With new organizational heft and capital, Fan Expo built some of its shows into international destination events. “Our show in Orlando, MegaCon, surprised us this year with a huge turnout, over 140,000,” he said. The scale nearly overwhelmed the infrastructure in the Florida home of Disney World. They’re expecting big crowds in Toronto this weekend, although Gupta says there is still room to grow in the city and the venue.

One issue for Fan Expo as an international company is navigating customs and border issues for events that feature a lot of exhibitors selling expensive items and celebrities running cash-based photo and autograph sales at the shows. Gupta says Fan Expo provides support for exhibitors to navigate the US-Canada regulations. “We expect everyone to abide by the law: our fans, our talent, everyone,” said Gupta.

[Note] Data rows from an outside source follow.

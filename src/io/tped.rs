//! PLINK TPED/TFAM genotype file loader.
//!
//! Grounded in `original_source/include/fiuncho/dataset/TPEDFile.hpp`: TFAM
//! lines are `FID IID PAT MAT SEX PHENOTYPE` (phenotype `1` = control, `2` =
//! case); TPED lines are `CHR VARIANT_ID POS_CM COORD` followed by two
//! nucleotide letters per sample. The minor allele (the less frequent of the
//! two nucleotides observed at a variant) is counted per sample to produce
//! the 0/1/2 genotype code the core operates on.

use crate::dataset::Dataset;
use crate::error::LoaderError;
use std::io::BufRead;

struct Sample {
    is_case: bool,
}

fn read_tfam<R: BufRead>(reader: R) -> Result<Vec<Sample>, LoaderError> {
    let mut samples = Vec::new();
    for (row, line) in reader.lines().enumerate() {
        let line = line?;
        if line.trim().is_empty() {
            continue;
        }
        let fields: Vec<&str> = line.split_whitespace().collect();
        if fields.len() != 6 {
            return Err(LoaderError::CountMismatch {
                detail: format!("tfam row {}: expected 6 columns, found {}", row + 1, fields.len()),
            });
        }
        let ph: i32 = fields[5].parse().map_err(|_| LoaderError::BadPhenotype {
            value: fields[5].to_string(),
        })?;
        let is_case = match ph {
            2 => true,
            1 => false,
            _ => {
                return Err(LoaderError::BadPhenotype {
                    value: fields[5].to_string(),
                })
            }
        };
        samples.push(Sample { is_case });
    }
    Ok(samples)
}

fn is_nucleotide(c: char) -> bool {
    matches!(c, 'A' | 'C' | 'G' | 'T')
}

/// Decodes one TPED variant line's alleles into a 0/1/2 genotype code per
/// sample, counting the minor (less frequent) nucleotide occurrences in each
/// sample's pair.
fn decode_variant_row(alleles: &[char], n_samples: usize) -> Result<Vec<u8>, LoaderError> {
    if alleles.len() != 2 * n_samples {
        return Err(LoaderError::CountMismatch {
            detail: format!(
                "variant has {} alleles, expected {} ({} samples x 2)",
                alleles.len(),
                2 * n_samples,
                n_samples
            ),
        });
    }

    let mut counts = std::collections::BTreeMap::new();
    for &a in alleles {
        *counts.entry(a).or_insert(0u32) += 1;
    }
    let minor = counts
        .iter()
        .min_by_key(|&(&nt, &count)| (count, nt))
        .map(|(&nt, _)| nt);

    let mut codes = Vec::with_capacity(n_samples);
    for pair in alleles.chunks_exact(2) {
        let code = match minor {
            Some(m) => pair.iter().filter(|&&a| a == m).count() as u8,
            None => 0,
        };
        codes.push(code);
    }
    Ok(codes)
}

/// Parses a TPED+TFAM pair into a [`Dataset`].
pub fn load<R1: BufRead, R2: BufRead>(tfam: R1, tped: R2) -> Result<Dataset, LoaderError> {
    let samples = read_tfam(tfam)?;
    let n_samples = samples.len();

    let mut case_cols: Vec<Vec<u8>> = Vec::new();
    let mut ctrl_cols: Vec<Vec<u8>> = Vec::new();

    for (row, line) in tped.lines().enumerate() {
        let line = line?;
        if line.trim().is_empty() {
            continue;
        }
        let mut fields = line.split_whitespace();
        let _chr_code = fields.next().ok_or_else(|| LoaderError::CountMismatch {
            detail: format!("tped row {}: missing chromosome code", row + 1),
        })?;
        let _v_id = fields.next();
        let _pos = fields.next();
        let _coord = fields.next();

        let rest: Vec<&str> = fields.collect();
        let mut alleles = Vec::with_capacity(rest.len());
        for tok in &rest {
            let c = tok.chars().next().ok_or_else(|| LoaderError::BadNucleotide {
                value: tok.to_string(),
            })?;
            if !is_nucleotide(c) {
                return Err(LoaderError::BadNucleotide { value: tok.to_string() });
            }
            alleles.push(c);
        }

        let codes = decode_variant_row(&alleles, n_samples)?;

        let mut case_col = Vec::new();
        let mut ctrl_col = Vec::new();
        for (sample, &code) in samples.iter().zip(codes.iter()) {
            if sample.is_case {
                case_col.push(code);
            } else {
                ctrl_col.push(code);
            }
        }
        case_cols.push(case_col);
        ctrl_cols.push(ctrl_col);
    }

    Ok(Dataset::from_columns(&case_cols, &ctrl_cols))
}
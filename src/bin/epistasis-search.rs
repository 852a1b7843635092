use clap::Parser;
use epistasis::cli::Cli;
use epistasis::io::{load_dataset, writer};
use epistasis::transport::SingleRankTransport;
use epistasis::{run_search, SearchConfigBuilder};
use std::fs::File;
use std::process::ExitCode;

fn main() -> ExitCode {
    env_logger::init();
    let cli = Cli::parse();

    if let Err(e) = run(cli) {
        eprintln!("epistasis-search: {e}");
        return ExitCode::FAILURE;
    }
    ExitCode::SUCCESS
}

fn run(cli: Cli) -> Result<(), Box<dyn std::error::Error>> {
    let config = SearchConfigBuilder::new()
        .with_order(cli.order)
        .with_threads(cli.threads)
        .with_noutputs(cli.noutputs)
        .build()?;

    log::info!("loading dataset from {:?}", cli.inputs);
    let dataset = load_dataset(&cli.inputs)?;
    log::info!(
        "loaded {} SNPs, {} cases, {} controls",
        dataset.n_snps(),
        dataset.n_cases(),
        dataset.n_ctrls()
    );

    let transport = SingleRankTransport;
    let results = run_search(&dataset, &config, &transport)?
        .expect("single-rank transport always returns a gathered result set");

    let out = File::create(&cli.output)?;
    writer::write(out, &results)?;
    log::info!("wrote {} result(s) to {:?}", results.len(), cli.output);
    Ok(())
}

As the industry bounces back from the pandemic, Gupta is eying the future, particularly innovations that might affect the fan experience and help evolve fan events from the standard format they’ve been using for the past three or four decades. “We’ve learned a lot from the digital/virtual shows we did in 2020 and 2021,” said Gupta. “We were already looking at ways to integrate digital technology more closely with our shows, and that took a big step forward.”

Gupta pointed to an upcoming collaboration with the live selling platform Whatnot, and to the evolution of legacy Denver and Wizard World shows as they transition to the Fan Expo branding. The company is also looking overseas, with a “sister show” slated for Dubai.

But the near term objective is restoring the entire sector to financial health. “We’re now the largest in the world and we need to act that way,” he said. “We invite everyone to participate. We may be competitive but we have a common goal. We all love this space, we love the fans, and we want events to thrive.”